Entries supplied:
# # # # #
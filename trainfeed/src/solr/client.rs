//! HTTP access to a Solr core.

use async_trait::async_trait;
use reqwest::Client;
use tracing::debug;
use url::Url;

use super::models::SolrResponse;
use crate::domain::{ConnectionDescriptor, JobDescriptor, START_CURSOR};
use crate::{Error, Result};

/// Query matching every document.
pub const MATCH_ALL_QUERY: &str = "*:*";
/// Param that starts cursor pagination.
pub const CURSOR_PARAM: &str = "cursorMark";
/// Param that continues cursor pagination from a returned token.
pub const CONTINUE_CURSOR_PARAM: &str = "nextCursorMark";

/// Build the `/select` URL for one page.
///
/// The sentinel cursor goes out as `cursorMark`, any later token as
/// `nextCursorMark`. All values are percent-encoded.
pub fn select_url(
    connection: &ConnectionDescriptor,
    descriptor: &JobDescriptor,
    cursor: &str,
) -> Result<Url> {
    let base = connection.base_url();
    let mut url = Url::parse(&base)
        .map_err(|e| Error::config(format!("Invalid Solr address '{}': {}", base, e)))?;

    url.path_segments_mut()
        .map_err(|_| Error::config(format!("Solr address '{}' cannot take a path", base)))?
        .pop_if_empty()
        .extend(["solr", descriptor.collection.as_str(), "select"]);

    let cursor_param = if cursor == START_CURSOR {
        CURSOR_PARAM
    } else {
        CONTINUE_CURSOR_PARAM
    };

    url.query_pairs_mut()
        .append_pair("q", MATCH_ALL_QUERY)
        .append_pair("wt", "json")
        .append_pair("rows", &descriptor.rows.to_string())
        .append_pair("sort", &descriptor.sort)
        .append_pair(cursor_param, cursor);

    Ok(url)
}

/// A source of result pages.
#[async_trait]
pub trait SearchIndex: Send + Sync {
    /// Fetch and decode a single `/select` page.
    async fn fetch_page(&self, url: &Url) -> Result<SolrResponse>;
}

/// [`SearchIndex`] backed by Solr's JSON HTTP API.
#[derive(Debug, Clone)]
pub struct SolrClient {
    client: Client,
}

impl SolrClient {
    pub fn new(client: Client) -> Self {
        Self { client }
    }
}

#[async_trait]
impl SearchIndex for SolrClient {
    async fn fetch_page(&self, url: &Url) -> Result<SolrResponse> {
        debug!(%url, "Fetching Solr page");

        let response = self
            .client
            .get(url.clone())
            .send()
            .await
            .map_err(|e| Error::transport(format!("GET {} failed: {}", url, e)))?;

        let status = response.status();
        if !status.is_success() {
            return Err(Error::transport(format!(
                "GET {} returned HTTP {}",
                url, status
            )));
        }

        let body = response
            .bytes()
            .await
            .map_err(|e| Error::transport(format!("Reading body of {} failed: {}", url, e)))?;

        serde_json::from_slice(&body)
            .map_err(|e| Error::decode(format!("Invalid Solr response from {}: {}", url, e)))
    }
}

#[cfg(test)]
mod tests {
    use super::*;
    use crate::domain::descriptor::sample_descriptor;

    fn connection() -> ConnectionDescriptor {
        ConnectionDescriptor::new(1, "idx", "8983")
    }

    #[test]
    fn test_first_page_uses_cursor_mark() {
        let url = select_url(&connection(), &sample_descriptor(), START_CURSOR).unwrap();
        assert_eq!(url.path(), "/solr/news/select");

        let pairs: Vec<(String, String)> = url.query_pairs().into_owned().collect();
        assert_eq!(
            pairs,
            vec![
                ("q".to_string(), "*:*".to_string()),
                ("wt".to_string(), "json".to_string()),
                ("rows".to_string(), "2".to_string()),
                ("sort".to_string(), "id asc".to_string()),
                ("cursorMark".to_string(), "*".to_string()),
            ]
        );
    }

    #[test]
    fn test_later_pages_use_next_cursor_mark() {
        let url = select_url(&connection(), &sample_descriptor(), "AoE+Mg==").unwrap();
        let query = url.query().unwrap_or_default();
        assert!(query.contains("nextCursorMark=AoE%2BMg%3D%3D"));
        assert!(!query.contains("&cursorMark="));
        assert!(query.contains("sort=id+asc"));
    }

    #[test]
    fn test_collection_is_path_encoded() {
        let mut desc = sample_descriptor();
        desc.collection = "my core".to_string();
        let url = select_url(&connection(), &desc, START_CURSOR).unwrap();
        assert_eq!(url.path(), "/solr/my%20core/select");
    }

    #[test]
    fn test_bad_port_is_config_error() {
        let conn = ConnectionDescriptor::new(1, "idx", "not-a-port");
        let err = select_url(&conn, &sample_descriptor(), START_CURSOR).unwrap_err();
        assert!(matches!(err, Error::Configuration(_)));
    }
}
# # # # #
Work to complete:
Give the number of lines that include the word "decode" in the listing. Nothing else belongs in the reply.

Completed exercise:
2